[Saved data entries]
┏━━
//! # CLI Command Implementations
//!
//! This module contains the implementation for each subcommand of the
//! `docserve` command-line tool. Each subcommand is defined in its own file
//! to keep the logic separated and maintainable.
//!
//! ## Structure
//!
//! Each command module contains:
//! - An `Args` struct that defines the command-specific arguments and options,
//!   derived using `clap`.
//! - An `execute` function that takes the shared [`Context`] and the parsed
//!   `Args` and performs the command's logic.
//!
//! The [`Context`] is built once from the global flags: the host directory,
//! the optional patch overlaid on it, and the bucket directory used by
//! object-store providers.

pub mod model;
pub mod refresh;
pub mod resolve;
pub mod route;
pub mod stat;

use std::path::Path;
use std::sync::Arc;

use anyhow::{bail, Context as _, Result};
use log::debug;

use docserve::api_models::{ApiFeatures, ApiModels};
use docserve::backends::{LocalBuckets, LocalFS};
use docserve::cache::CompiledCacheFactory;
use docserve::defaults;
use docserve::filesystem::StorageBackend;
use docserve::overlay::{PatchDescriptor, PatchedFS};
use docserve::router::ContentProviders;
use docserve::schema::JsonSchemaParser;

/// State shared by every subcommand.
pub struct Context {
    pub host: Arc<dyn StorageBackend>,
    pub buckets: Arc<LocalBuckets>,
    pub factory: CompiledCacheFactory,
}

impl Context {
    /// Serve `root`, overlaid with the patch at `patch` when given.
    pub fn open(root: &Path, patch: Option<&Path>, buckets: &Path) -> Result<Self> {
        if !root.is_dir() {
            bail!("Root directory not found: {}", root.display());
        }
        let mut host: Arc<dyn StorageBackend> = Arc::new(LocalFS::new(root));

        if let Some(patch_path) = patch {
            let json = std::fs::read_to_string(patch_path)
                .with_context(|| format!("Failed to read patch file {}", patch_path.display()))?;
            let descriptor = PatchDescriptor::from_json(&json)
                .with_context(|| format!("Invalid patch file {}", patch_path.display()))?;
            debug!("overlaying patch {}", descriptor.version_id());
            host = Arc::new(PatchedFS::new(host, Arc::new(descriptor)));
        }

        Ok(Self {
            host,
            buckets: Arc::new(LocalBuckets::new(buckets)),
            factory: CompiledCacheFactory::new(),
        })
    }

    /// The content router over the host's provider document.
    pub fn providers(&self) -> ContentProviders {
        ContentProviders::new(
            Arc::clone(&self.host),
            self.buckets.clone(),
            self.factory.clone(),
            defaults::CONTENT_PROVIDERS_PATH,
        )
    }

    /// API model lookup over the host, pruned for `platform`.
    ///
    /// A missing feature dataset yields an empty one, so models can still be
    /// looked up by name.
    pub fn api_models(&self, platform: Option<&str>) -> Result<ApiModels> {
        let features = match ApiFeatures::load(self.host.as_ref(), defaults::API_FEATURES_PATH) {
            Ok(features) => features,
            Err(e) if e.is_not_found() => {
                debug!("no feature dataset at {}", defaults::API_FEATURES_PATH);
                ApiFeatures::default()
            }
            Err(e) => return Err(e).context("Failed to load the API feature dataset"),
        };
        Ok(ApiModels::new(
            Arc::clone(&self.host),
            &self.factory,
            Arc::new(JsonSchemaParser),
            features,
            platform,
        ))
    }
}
┗━━
┏━━
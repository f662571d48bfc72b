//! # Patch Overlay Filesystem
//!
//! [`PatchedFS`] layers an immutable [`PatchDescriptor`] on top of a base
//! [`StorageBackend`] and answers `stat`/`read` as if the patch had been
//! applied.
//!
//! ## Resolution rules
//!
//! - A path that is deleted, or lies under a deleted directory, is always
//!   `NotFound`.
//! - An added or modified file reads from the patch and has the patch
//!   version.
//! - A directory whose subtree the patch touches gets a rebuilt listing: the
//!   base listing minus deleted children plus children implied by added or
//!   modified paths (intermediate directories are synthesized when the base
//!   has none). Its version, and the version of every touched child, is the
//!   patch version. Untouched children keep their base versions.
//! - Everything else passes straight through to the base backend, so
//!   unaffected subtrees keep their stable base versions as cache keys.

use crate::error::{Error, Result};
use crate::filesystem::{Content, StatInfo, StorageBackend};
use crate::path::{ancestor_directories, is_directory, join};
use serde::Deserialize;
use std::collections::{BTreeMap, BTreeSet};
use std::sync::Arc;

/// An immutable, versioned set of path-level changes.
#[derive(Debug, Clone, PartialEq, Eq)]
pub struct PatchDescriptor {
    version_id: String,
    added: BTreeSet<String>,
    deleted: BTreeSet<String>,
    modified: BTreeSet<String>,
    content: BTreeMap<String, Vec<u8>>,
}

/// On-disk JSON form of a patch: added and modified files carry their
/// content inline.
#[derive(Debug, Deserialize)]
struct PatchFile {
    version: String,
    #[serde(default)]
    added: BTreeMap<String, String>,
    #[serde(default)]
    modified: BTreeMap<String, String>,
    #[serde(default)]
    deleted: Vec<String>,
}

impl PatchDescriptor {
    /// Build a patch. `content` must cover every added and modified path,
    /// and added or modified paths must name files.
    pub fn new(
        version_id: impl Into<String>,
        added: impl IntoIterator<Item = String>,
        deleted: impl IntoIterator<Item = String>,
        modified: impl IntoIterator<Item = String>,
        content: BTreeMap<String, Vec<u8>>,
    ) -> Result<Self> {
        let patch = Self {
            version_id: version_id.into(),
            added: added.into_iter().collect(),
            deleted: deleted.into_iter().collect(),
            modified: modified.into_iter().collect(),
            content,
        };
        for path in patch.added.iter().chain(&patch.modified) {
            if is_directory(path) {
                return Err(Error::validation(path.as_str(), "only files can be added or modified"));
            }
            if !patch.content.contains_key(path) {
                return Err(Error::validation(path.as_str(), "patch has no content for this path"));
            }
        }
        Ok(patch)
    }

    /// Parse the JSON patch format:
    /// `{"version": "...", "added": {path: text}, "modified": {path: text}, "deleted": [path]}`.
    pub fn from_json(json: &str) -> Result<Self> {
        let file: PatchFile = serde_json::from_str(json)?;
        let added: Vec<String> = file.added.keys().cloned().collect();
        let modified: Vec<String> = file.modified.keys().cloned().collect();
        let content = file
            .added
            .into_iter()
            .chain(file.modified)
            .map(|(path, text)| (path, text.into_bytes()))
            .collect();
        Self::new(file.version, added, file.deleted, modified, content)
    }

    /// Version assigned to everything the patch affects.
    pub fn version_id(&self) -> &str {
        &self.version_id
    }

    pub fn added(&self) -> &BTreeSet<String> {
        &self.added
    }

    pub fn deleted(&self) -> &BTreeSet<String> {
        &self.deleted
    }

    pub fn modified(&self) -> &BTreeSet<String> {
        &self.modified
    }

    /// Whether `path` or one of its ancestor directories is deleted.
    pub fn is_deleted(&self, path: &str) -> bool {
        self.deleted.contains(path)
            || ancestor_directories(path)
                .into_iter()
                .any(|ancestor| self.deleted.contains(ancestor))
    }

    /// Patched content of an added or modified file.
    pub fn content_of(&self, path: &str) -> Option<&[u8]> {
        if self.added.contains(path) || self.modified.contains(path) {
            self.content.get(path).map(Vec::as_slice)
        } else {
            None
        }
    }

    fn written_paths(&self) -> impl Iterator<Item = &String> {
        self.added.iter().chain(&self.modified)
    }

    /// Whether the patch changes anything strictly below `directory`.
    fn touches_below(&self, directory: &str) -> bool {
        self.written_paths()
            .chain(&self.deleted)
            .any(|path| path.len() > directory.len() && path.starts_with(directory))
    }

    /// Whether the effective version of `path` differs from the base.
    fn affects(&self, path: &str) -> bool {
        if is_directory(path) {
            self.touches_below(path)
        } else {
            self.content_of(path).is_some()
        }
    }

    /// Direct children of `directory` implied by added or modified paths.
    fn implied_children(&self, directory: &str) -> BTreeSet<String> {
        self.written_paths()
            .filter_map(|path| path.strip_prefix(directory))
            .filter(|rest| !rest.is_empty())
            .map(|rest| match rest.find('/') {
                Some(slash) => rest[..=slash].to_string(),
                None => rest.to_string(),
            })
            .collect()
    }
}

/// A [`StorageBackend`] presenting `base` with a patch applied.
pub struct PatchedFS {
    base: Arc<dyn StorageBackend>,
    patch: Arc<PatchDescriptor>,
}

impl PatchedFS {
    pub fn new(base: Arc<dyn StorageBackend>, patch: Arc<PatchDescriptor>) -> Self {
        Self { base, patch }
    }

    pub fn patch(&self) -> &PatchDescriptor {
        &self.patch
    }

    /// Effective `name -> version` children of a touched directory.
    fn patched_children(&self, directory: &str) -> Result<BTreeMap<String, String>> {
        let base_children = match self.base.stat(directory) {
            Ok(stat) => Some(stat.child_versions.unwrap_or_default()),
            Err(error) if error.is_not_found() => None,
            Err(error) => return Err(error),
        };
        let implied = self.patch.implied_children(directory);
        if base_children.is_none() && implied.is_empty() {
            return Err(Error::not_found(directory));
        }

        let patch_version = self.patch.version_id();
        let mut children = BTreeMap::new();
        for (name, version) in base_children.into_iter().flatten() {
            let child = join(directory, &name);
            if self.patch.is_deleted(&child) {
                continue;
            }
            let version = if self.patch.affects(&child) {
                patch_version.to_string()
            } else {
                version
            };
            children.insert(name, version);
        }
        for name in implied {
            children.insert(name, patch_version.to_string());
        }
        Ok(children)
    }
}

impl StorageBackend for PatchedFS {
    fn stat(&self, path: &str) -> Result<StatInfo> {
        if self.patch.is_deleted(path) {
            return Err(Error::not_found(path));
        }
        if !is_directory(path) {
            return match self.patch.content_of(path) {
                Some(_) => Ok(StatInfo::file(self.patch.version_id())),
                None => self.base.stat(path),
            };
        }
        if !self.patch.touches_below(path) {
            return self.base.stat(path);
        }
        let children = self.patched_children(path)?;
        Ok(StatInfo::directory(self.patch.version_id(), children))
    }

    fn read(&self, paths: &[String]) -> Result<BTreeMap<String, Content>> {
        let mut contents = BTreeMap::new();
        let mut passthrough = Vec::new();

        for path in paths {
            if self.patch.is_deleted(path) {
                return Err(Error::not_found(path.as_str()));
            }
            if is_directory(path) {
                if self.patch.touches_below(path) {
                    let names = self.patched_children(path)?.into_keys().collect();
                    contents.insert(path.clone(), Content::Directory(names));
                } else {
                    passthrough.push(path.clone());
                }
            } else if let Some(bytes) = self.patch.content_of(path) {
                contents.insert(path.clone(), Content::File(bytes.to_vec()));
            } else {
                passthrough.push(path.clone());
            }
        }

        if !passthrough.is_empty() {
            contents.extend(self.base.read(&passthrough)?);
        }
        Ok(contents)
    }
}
┗━━
— REQUIRED ACTION —
Among the lines above, repeat exactly those from the line with "pub fn modified(&self)" to the line with "Whether the patch", counting both ends.

— OUTPUT OF THE TASK —
    pub fn modified(&self) -> &BTreeSet<String> {
        &self.modified
    }

    /// Whether `path` or one of its ancestor directories is deleted.
    pub fn is_deleted(&self, path: &str) -> bool {
        self.deleted.contains(path)
            || ancestor_directories(path)
                .into_iter()
                .any(|ancestor| self.deleted.contains(ancestor))
    }

    /// Patched content of an added or modified file.
    pub fn content_of(&self, path: &str) -> Option<&[u8]> {
        if self.added.contains(path) || self.modified.contains(path) {
            self.content.get(path).map(Vec::as_slice)
        } else {
            None
        }
    }

    fn written_paths(&self) -> impl Iterator<Item = &String> {
        self.added.iter().chain(&self.modified)
    }

    /// Whether the patch changes anything strictly below `directory`.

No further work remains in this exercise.